§ **Records from a data collection**
• • • •
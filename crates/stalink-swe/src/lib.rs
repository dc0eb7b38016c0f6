//! SWE Common data components for SensorThings tasking parameters.
//!
//! Tasking capabilities describe their accepted parameters as a tree of SWE
//! Common components (`DataRecord`, `Category`, `Text`, ...), each optionally
//! carrying a constraint (`AllowedTokens`, `AllowedValues`, ...). On the wire
//! every node names its concrete type in a `"type"` member, and the set of
//! subtypes is open-ended.
//!
//! - **[`SweCodec`]**: built once, owns one [`TypeRegistry`] per supertype
//!   family and resolves `"type"` discriminators to concrete Rust types.
//!   Unknown discriminators are hard errors, never a silent fallback.
//! - **[`SweType`]**: implemented by every concrete subtype. The
//!   discriminator is the explicit [`SweType::SWE_NAME`] marker if present,
//!   otherwise the short Rust type name.
//! - **[`DataComponent`] / [`Constraint`]**: object-safe supertypes that
//!   nested trees are decoded into.
//!
//! Register additional subtypes through [`SweCodec::builder`].

pub mod codec;
pub mod component;
pub mod constraint;
pub mod error;
pub mod record;
pub mod registry;

pub use codec::{SweCodec, SweCodecBuilder};
pub use component::{
    Boolean, Category, CategoryRange, ComponentHeader, ComponentType, Count, CountRange,
    DataComponent, Quantity, QuantityRange, Text, TimeInstant, TimeRange, UnitReference,
};
pub use constraint::{AllowedTimes, AllowedTokens, AllowedValues, Constraint, ConstraintType};
pub use error::CodecError;
pub use record::{DataChoice, DataRecord};
pub use registry::{DISCRIMINATOR_KEY, Registration, SweType, TypeRegistry, discriminator_of};
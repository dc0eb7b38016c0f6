//! CLI error types with miette diagnostics.
//!
//! Maps `stalink_api::Error` and `ConfigError` into user-facing errors with
//! actionable help text and process exit codes.

use miette::Diagnostic;
use thiserror::Error;

use stalink_api::ErrorKind;
use stalink_config::ConfigError;

pub mod exit_code {
    pub const GENERAL: i32 = 1;
    pub const USAGE: i32 = 2;
    pub const AUTH: i32 = 3;
    pub const NOT_FOUND: i32 = 4;
    pub const CONNECTION: i32 = 7;
    pub const TIMEOUT: i32 = 8;
}

#[derive(Debug, Error, Diagnostic)]
pub enum CliError {
    // ── Connection ───────────────────────────────────────────────────
    #[error("Could not connect to {url}")]
    #[diagnostic(
        code(stalink::connection_failed),
        help(
            "Check that the service is running and reachable.\n\
             Try: stalink list Things --insecure"
        )
    )]
    ConnectionFailed {
        url: String,
        #[source]
        source: stalink_api::Error,
    },

    #[error("Request timed out")]
    #[diagnostic(
        code(stalink::timeout),
        help("Increase the timeout with --timeout or check service responsiveness.")
    )]
    Timeout(#[source] stalink_api::Error),

    #[error("TLS setup failed: {reason}")]
    #[diagnostic(
        code(stalink::tls_error),
        help("Use --insecure (-k) to accept self-signed certificates, or set ca_cert in the config file.")
    )]
    TlsError { reason: String },

    // ── Service responses ────────────────────────────────────────────
    #[error("Not authorized for {url}")]
    #[diagnostic(
        code(stalink::auth_failed),
        help("The service rejected the request (HTTP {status}).")
    )]
    AuthFailed { url: String, status: u16 },

    #[error("Nothing found at {url}")]
    #[diagnostic(
        code(stalink::not_found),
        help("Run: stalink list <collection> to see available entities")
    )]
    NotFound { url: String },

    #[error(transparent)]
    #[diagnostic(code(stalink::service))]
    Service(stalink_api::Error),

    // ── Usage ────────────────────────────────────────────────────────
    #[error(transparent)]
    #[diagnostic(
        code(stalink::invalid_request),
        help("Check the resource path and query options against the entity model.")
    )]
    InvalidRequest(stalink_api::Error),

    #[error("Invalid value for {field}: {reason}")]
    #[diagnostic(code(stalink::validation))]
    Validation { field: String, reason: String },

    #[error("Destructive operation '{action}' requires confirmation")]
    #[diagnostic(
        code(stalink::confirmation_required),
        help("Use --yes (-y) to skip confirmation in non-interactive contexts.")
    )]
    NonInteractiveRequiresYes { action: String },

    // ── Configuration ────────────────────────────────────────────────
    #[error("No service endpoint configured")]
    #[diagnostic(
        code(stalink::no_config),
        help(
            "Pass --endpoint, set STALINK_ENDPOINT, or create a config file with:\n\
             stalink config init --endpoint <URL>\n\
             Expected at: {path}"
        )
    )]
    NoConfig { path: String },

    #[error("MQTT is not configured")]
    #[diagnostic(
        code(stalink::no_mqtt),
        help("Pass --mqtt-host, set STALINK_MQTT_HOST, or add an [mqtt] table to the config file.")
    )]
    NoMqtt,

    #[error(transparent)]
    #[diagnostic(code(stalink::config))]
    Config(ConfigError),

    // ── IO / Serialization ───────────────────────────────────────────
    #[error(transparent)]
    Io(#[from] std::io::Error),

    #[error("Invalid JSON payload: {0}")]
    #[diagnostic(code(stalink::json), help("Check the JSON input and try again."))]
    Json(#[from] serde_json::Error),

    #[error("failed to render config: {0}")]
    Toml(#[from] toml::ser::Error),
}

impl CliError {
    /// Map this error to an exit code for process termination.
    pub fn exit_code(&self) -> i32 {
        match self {
            Self::ConnectionFailed { .. } | Self::TlsError { .. } => exit_code::CONNECTION,
            Self::Timeout(_) => exit_code::TIMEOUT,
            Self::AuthFailed { .. } => exit_code::AUTH,
            Self::NotFound { .. } => exit_code::NOT_FOUND,
            Self::InvalidRequest(_)
            | Self::Validation { .. }
            | Self::NonInteractiveRequiresYes { .. }
            | Self::NoConfig { .. }
            | Self::NoMqtt => exit_code::USAGE,
            _ => exit_code::GENERAL,
        }
    }
}

// ── Error mapping ────────────────────────────────────────────────────

impl From<stalink_api::Error> for CliError {
    fn from(err: stalink_api::Error) -> Self {
        use stalink_api::Error as E;

        if let E::Transport(e) = &err {
            if e.is_timeout() {
                return Self::Timeout(err);
            }
            if e.is_connect() {
                let url = e.url().map(ToString::to_string).unwrap_or_default();
                return Self::ConnectionFailed { url, source: err };
            }
        }

        match err {
            E::Tls(reason) => Self::TlsError { reason },
            E::NotAuthorized { url, status, .. } => Self::AuthFailed { url, status },
            E::NotFound { url, .. } => Self::NotFound { url },
            E::MqttNotConfigured => Self::NoMqtt,
            other if other.kind() == ErrorKind::Structural => Self::InvalidRequest(other),
            other => Self::Service(other),
        }
    }
}

impl From<ConfigError> for CliError {
    fn from(err: ConfigError) -> Self {
        match err {
            ConfigError::MissingEndpoint => Self::NoConfig {
                path: stalink_config::config_path().display().to_string(),
            },
            other => Self::Config(other),
        }
    }
}

#[cfg(test)]
mod tests {
    use stalink_api::model::EntityType;

    use super::*;

    #[test]
    fn status_errors_map_to_exit_codes() {
        let err = CliError::from(stalink_api::Error::NotFound {
            url: "http://example.org/v1.1/Things(1)".into(),
            status_text: "Not Found".into(),
            body: String::new(),
        });
        assert_eq!(err.exit_code(), exit_code::NOT_FOUND);

        let err = CliError::from(stalink_api::Error::NotAuthorized {
            url: "http://example.org/v1.1/Things".into(),
            status: 403,
            status_text: "Forbidden".into(),
            body: String::new(),
        });
        assert_eq!(err.exit_code(), exit_code::AUTH);
    }

    #[test]
    fn structural_errors_are_usage_errors() {
        let err = CliError::from(stalink_api::Error::MissingId(EntityType::Thing));
        assert!(matches!(err, CliError::InvalidRequest(_)));
        assert_eq!(err.exit_code(), exit_code::USAGE);

        let err = CliError::from(stalink_api::Error::MqttNotConfigured);
        assert_eq!(err.exit_code(), exit_code::USAGE);
    }

    #[test]
    fn missing_endpoint_points_at_config_file() {
        let err = CliError::from(ConfigError::MissingEndpoint);
        assert!(matches!(err, CliError::NoConfig { ref path } if path.ends_with("config.toml")));
    }
}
• • • •
§ **What the exercise asks**
After identifying the lines above that contain "list", copy each one.

§ **Result below**
             Try: stalink list Things --insecure"
        help("Run: stalink list <collection> to see available entities")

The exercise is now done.